Flaky-test detection in CI. Mature setups detect flakiness by re-running failed tests once and flagging any test that flips fail→pass as flaky — recording it, not hiding it. Tooling that does this includes:

pytest-rerunfailures (Python), Maven Surefire / Gradle retry plugins (JVM) — re-run on failure and surface that a retry happened.
go test -count=N and CI scripts for loop-detection.
Platform tools: Datadog Test Optimization, BuildPulse, Gradle Enterprise/Develocity flaky detection, and Google's internal flaky-test infrastructure — they aggregate fail-then-pass events into dashboards and per-test flakiness scores.
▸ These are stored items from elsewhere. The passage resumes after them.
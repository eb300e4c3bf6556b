//! Reactive data cache for backend query results.
//!
//! Screens cache recipe, meal-plan and grocery queries here keyed by a query
//! string. Sign-out and session expiry wipe the whole cache so one account
//! never sees another's data.

#[cfg(test)]
#[path = "query_cache_test.rs"]
mod tests;

use std::collections::HashMap;
use std::sync::{Arc, PoisonError, RwLock};

use serde_json::Value;
use tracing::debug;

#[derive(Debug, Default)]
struct CacheInner {
    entries: HashMap<String, Value>,
    /// Number of full clears so far.
    generation: u64,
}

/// Shared query cache. Clones share the same entries.
#[derive(Clone, Debug, Default)]
pub struct QueryCache {
    inner: Arc<RwLock<CacheInner>>,
}

impl QueryCache {
    #[must_use]
    pub fn new() -> Self {
        Self::default()
    }

    #[must_use]
    pub fn get(&self, key: &str) -> Option<Value> {
        let inner = self.inner.read().unwrap_or_else(PoisonError::into_inner);
        inner.entries.get(key).cloned()
    }

    pub fn insert(&self, key: impl Into<String>, value: Value) {
        let mut inner = self.inner.write().unwrap_or_else(PoisonError::into_inner);
        inner.entries.insert(key.into(), value);
    }

    /// Drop one entry. Returns whether it existed.
    pub fn invalidate(&self, key: &str) -> bool {
        let mut inner = self.inner.write().unwrap_or_else(PoisonError::into_inner);
        inner.entries.remove(key).is_some()
    }

    /// Drop every entry.
    pub fn clear(&self) {
        let mut inner = self.inner.write().unwrap_or_else(PoisonError::into_inner);
        let dropped = inner.entries.len();
        inner.entries.clear();
        inner.generation += 1;
        debug!(dropped, generation = inner.generation, "query cache cleared");
    }

    #[must_use]
    pub fn generation(&self) -> u64 {
        self.inner.read().unwrap_or_else(PoisonError::into_inner).generation
    }

    #[must_use]
    pub fn len(&self) -> usize {
        self.inner.read().unwrap_or_else(PoisonError::into_inner).entries.len()
    }

    #[must_use]
    pub fn is_empty(&self) -> bool {
        self.len() == 0
    }
}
The non-negotiable rule: reruns are for identifying flakiness, never for silently making CI green. If a test needed a rerun to pass, that fact must be recorded and visible.

Real-World Examples¶

Shuffle exposes the rot. A team turns on go test -shuffle=on and 14 previously-green tests start failing — all were order-dependent, propped up by alphabetical run order. The suite was lying for months.
The race detector earns its keep. A test flaked 1-in-200. -race revealed an unsynchronized map write in production code. The flaky test had been catching a real concurrency bug nobody believed.
TZ=UTC saves the build. A date-formatting test passed in CI (UTC) and failed for an engineer in UTC+9. Pinning TZ=UTC everywhere — local and CI — ended a recurring "works on my machine" argument.

Mental Models¶

Walk the taxonomy. Eight families. Name the bucket, apply the canonical fix.
Push variability behind a seam. Clock, RNG, network, locale — inject them so tests control them.
Hermetic or honest. A test should depend only on its own inputs; if it must touch the real world, label it and quarantine its flakiness risk.
Reruns diagnose, never disguise. Re-running to find flakiness is science; re-running to hide it is fraud.

Common Mistakes¶

Bumping the sleep instead of polling. A slower flaky test is still flaky.
Cleaning up in the test body, not teardown. If the test fails mid-way, cleanup is skipped and the next test inherits the mess. Use fixtures/defer/finally.
Asserting on unordered collections (maps, sets, parallel results) as if they were ordered.
Blaming the test for a real race. Run -race before deciding the product is fine.
Mocking the clock in one place, reading now() in another. Inject it everywhere or the flake survives.
Calling reruns a "fix." They're detection, not a cure.

Test Yourself¶

Name all eight root-cause families and give a one-line fix for each.
A test passes in the full suite but fails when run alone. Which family, and how do you fix it?
Show how to make a date-dependent function testable without sleep or wall-clock reads.
What does go test -shuffle=on (or pytest -p randomly) help you find?
Distinguish using reruns to detect flakiness from using them to hide it. Why does the distinction matter?

Cheat Sheet¶

ROOT-CAUSE TAXONOMY (name the bucket, apply the fix)
  1 Async/timing   sleep → poll (Eventually / wait_until)
  2 Order/state    pass-in-suite-fail-alone → isolate state; shuffle to detect
  3 Isolation      leaked singleton/static/DB → reset in teardown; txn rollback
  4 Concurrency    1/N failures → run -race; fix the REAL race (test or product)
  5 Non-determinism random→seed; time→inject clock; map→sort; locale→pin TZ
  6 External deps   network/3rd-party → stub; make hermetic
  7 Resource leaks  fails late, ports/FDs/mem → close in teardown; ephemeral ports
  8 Environment     CI≠local → pin TZ/locale/OS/container

DETECTION
  Reproduce: go test -count=100 | pytest --count=100
  Shuffle:   go test -shuffle=on | pytest -p randomly
  Races:     go test -race | ThreadSanitizer
  Metric:    flakiness rate = failures / total runs (trend it)
  RULE: reruns DETECT flakiness, never HIDE it.

Summary¶

Nearly every flaky test belongs to one of eight families: async/timing, order & shared state, isolation failures, concurrency/races, non-determinism, external dependencies, resource leaks, and environment differences. For each, learn the smell and the canonical fix — and notice the unifying theme: push every uncontrolled input behind an injectable seam and isolate every test's state. Then measure: reproduce with high-count reruns, shuffle to expose order dependence, run race detectors, and track a per-test flakiness rate. Use reruns to detect flakiness, never to hide it — because a flaky test is a broken test, and the trust it erodes is the only asset your suite has.